But like I said, it's totally amazing that with all the media coverage Obama has had....and it's been all about him, there's no disagreeing about that. He's (Obama) enjoyed free advertising from the extremely biased media and McCain is now leading. Even before Palin stepped into the picture, Obama was never leading by much. Palin now seals the deal.

As for the Mayor of Detriot and now Dr. Khalid al-Mansour, this is part of a pattern for Obama... Anyone denying this pattern at this point needs to take a closer look at who this man really is... or isn't. Doesn't take a rocket scientist to figure this one out. If I hang out with herion addicts, it's a pretty safe bet that someone who doesn't know me will assume that I'm an addict myself.

"birds of a feather, flock together"


----------



## Mike Barham (Mar 30, 2006)

js said:


> "birds of a feather, flock together"


I agree. See McCain-Feingold, McCain-Kennedy, McCain-Lieberman, Keating Five, etc.


----------



## tekhead1219 (May 16, 2008)

js said:


> Totally agree.
> 
> But like I said, it's totally amazing that with all the media coverage Obama has had....and it's been all about him, there's no disagreeing about that. He's (Obama) enjoyed free advertising from the extremely biased media...


JS, are you surprised? The majority of the news media and the entertainment industries are well known for being liberal Democrats...:smt076


----------



## MLB (Oct 4, 2006)

Touche Mike. However, I don't find his association with democrats entirely distateful. Rather, I can appreciate a man who will work with "the other side" if the goal is the same as opposed to one who will blindly follow the party line, and block good ideas just because they didn't propose them.

Though his implementation on McCain-Feingold (foe example) is certainly up for debate as heavy-handed, the root intention of discouraging the bribery of politicians is overwhemingly positive in my view.

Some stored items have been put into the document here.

// crates/souk-engine/src/funds.rs
//
// The settlement-currency fund model.
//
// On the original platform the native currency moves inside the chain
// runtime; the embeddable engine makes that movement explicit behind the
// `FundSink` trait so settlement can target any cash backend, and so the
// rollback path is testable with a sink that fails on demand.

use std::collections::BTreeMap;

use serde::{Deserialize, Serialize};

use souk_core::amount::Units;
use souk_core::error::{Result, SoukError};
use souk_core::identity::Address;

/// Destination for outbound fund movement during settlement.
pub trait FundSink {
    /// Credit `amount` base units to `to`.
    fn credit(&mut self, to: &Address, amount: Units) -> Result<()>;

    /// Debit `amount` base units from `from`.
    fn debit(&mut self, from: &Address, amount: Units) -> Result<()>;
}

/// In-memory cash accounts for the settlement currency.
#[derive(Debug, Clone, Default, Serialize, Deserialize)]
pub struct CashBook {
    accounts: BTreeMap<Address, Units>,
}

impl CashBook {
    pub fn new() -> Self {
        Self::default()
    }

    /// External faucet: credit an account outside of settlement
    /// (provisioning buyers with spendable cash).
    pub fn deposit(&mut self, to: &Address, amount: Units) -> Result<()> {
        self.credit(to, amount)
    }

    /// Cash balance of an account; unknown accounts hold 0.
    pub fn balance_of(&self, addr: &Address) -> Units {
        self.accounts.get(addr).copied().unwrap_or(0)
    }
}

impl FundSink for CashBook {
    fn credit(&mut self, to: &Address, amount: Units) -> Result<()> {
        let entry = self.accounts.entry(*to).or_insert(0);
        *entry = entry
            .checked_add(amount)
            .ok_or_else(|| SoukError::TransferFailed(format!("credit to {} overflows", to)))?;
        Ok(())
    }

    fn debit(&mut self, from: &Address, amount: Units) -> Result<()> {
        let balance = self.balance_of(from);
        if balance < amount {
            return Err(SoukError::InsufficientBalance {
                requested: amount,
                available: balance,
            });
        }
        self.accounts.insert(*from, balance - amount);
        Ok(())
    }
}
// crates/souk-cli/src/output.rs
//
// Output formatting utilities for the Souk CLI.
// Supports table and JSON output modes.

use serde::Serialize;
use tabled::{Table, Tabled};

/// Format a slice of Tabled items as a table string.
pub fn format_table<T: Tabled>(data: &[T]) -> String {
    Table::new(data).to_string()
}

/// Format a serializable value as a pretty-printed JSON string.
pub fn format_json<T: Serialize>(data: &T) -> String {
    serde_json::to_string_pretty(data).unwrap_or_else(|e| format!("JSON serialization error: {}", e))
}
// crates/souk-cli/src/commands/buy.rs
//
// `souk buy` — purchase units of a product.
//
// The payment defaults to the exact price * amount the settlement
// requires; an explicit --pay lets an operator reproduce the
// incorrect-payment rejection.

use clap::Args;

use souk_core::amount::{format_units, parse_units, Units};
use souk_core::error::SoukError;
use souk_core::identity::Address;
use souk_engine::FEE_DIVISOR;

use crate::state;

#[derive(Debug, Args)]
pub struct BuyArgs {
    /// Buyer address; the payment is drawn from this cash account.
    #[arg(long)]
    buyer: String,

    /// Product id.
    #[arg(long)]
    product: u64,

    /// Units to purchase.
    #[arg(long)]
    amount: u64,

    /// Payment in display units; defaults to the exact price * amount.
    #[arg(long)]
    pay: Option<String>,
}

pub fn run(state_path: &str, args: &BuyArgs) -> Result<(), Box<dyn std::error::Error>> {
    let mut front = state::load(state_path)?;
    let buyer = Address::from_hex(&args.buyer)?;
    let decimals = front.ledger().decimals();

    let paid: Units = match &args.pay {
        Some(s) => parse_units(s, decimals)?,
        None => {
            let product = front
                .market()
                .get_product(args.product)
                .ok_or(SoukError::NotFound(args.product))?;
            product
                .price
                .checked_mul(args.amount as Units)
                .ok_or(SoukError::Overflow)?
        }
    };

    front.buy(&buyer, args.product, args.amount, paid)?;
    state::save(state_path, &front)?;

    let fee = paid / FEE_DIVISOR;
    println!(
        "Bought {} unit(s) of product #{} for {}",
        args.amount,
        args.product,
        format_units(paid, decimals)
    );
    println!("  Seller share: {}", format_units(paid - fee, decimals));
    println!("  Owner fee:    {}", format_units(fee, decimals));
    println!(
        "  Reward balance ({}): {}",
        front.ledger().symbol(),
        format_units(front.reward_balance_of(&buyer), decimals)
    );

    Ok(())
}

The alternative of "do nothing" is, by definition, certainly not going to solve the problem.


----------



## MLB (Oct 4, 2006)

MLB said:


> Touche Mike. However, I don't find his association with democrats entirely distasteful. Rather, I can appreciate a man who will work with "the other side" if the goal is the same as opposed to one who will blindly follow the party line, and block good ideas just because they didn't propose them.
> 
> Though his implementation on McCain-Feingold (for example) is certainly up for debate as heavy-handed, the root intention of discouraging the bribery of politicians is overwhelmingly positive in my view. The alternative of "do nothing" is, by definition, certainly not going to solve the problem.


*edit typos.


----------



## Mike Barham (Mar 30, 2006)

MLB said:


> Rather, I can appreciate a man who will work with "the other side" if the goal is the same as opposed to one who will blindly follow the party line, and block good ideas just because they didn't propose them.


Sure. Let's look at the legislation I mentioned.

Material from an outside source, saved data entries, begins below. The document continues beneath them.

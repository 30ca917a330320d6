// crates/souk-engine/src/lib.rs
//
// souk-engine: the settlement core of the Souk storefront.
//
// Two cooperating components evaluated synchronously and deterministically:
//   - RewardLedger: a fungible-balance ledger with a minter allow-list.
//   - Marketplace: product catalog, sale history, owner/pause access
//     control, and the atomic three-way purchase settlement (inventory
//     decrement, fund split, reward mint).
//
// The `Storefront` facade owns the pair (plus the cash book modeling the
// settlement currency) and serializes every operation through `&mut self`.

pub mod funds;
pub mod ledger;
pub mod market;
pub mod storefront;
pub mod views;

// Re-export key types for ergonomic access from downstream crates.
pub use funds::{CashBook, FundSink};
pub use ledger::RewardLedger;
pub use market::{Marketplace, Product, FEE_DIVISOR};
pub use storefront::{Storefront, TokenConfig, MARKET_ADDRESS, TOKEN_ADDRESS};
pub use views::{catalog, purchase_history, reward_balance_display, CatalogEntry, HistoryEntry};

McCain-Feingold: muzzle "special interest" groups like NRA, ACLU, NAACP, etc., First Amendment be damned, so that no one can criticize politicans before an election.

McCain-Kennedy: relabel illegal aliens as "legal workers" and add 400,000 "guest workers" to the American labor pool, in exchange for vague promises about some future tightening of the porous border.

McCain-Lieberman: remove 39,000 jobs from the American economy, cause a 13% rise in energy prices, and increase gasoline costs by 9% in an attempt to curry favor with the worldwide environmental lobby.



> The alternative of "do nothing" is, by definition, certainly not going to solve the problem.


_The government that governs least governs best._ - Thomas Jefferson


----------



## MLB (Oct 4, 2006)

I can only intelligently debate the first, so please excuse my lack of comment on the others. Perhaps I can catch up on those later, though I doubt you'll get much arguement from me on any amnesty program for illegal aliens.

Regarding the infringement on the First Amendment, are you suggesting that it protects the rights of organizations and corporations as well as individuals? 

Individuals (and corporations for that matter) are still free to criticise candidates, they are only barred from doing an end-around of the campaign finance limits by donating services rather than cash. I think we'd all object to a foreign power bankrolling the candidacy of a favored person, should it be any different for say, the AFL-CIO? 

I certainly don't want the President of the United States decided by the highest bidder. Leaving it up to the best funded special interest is not much different.


----------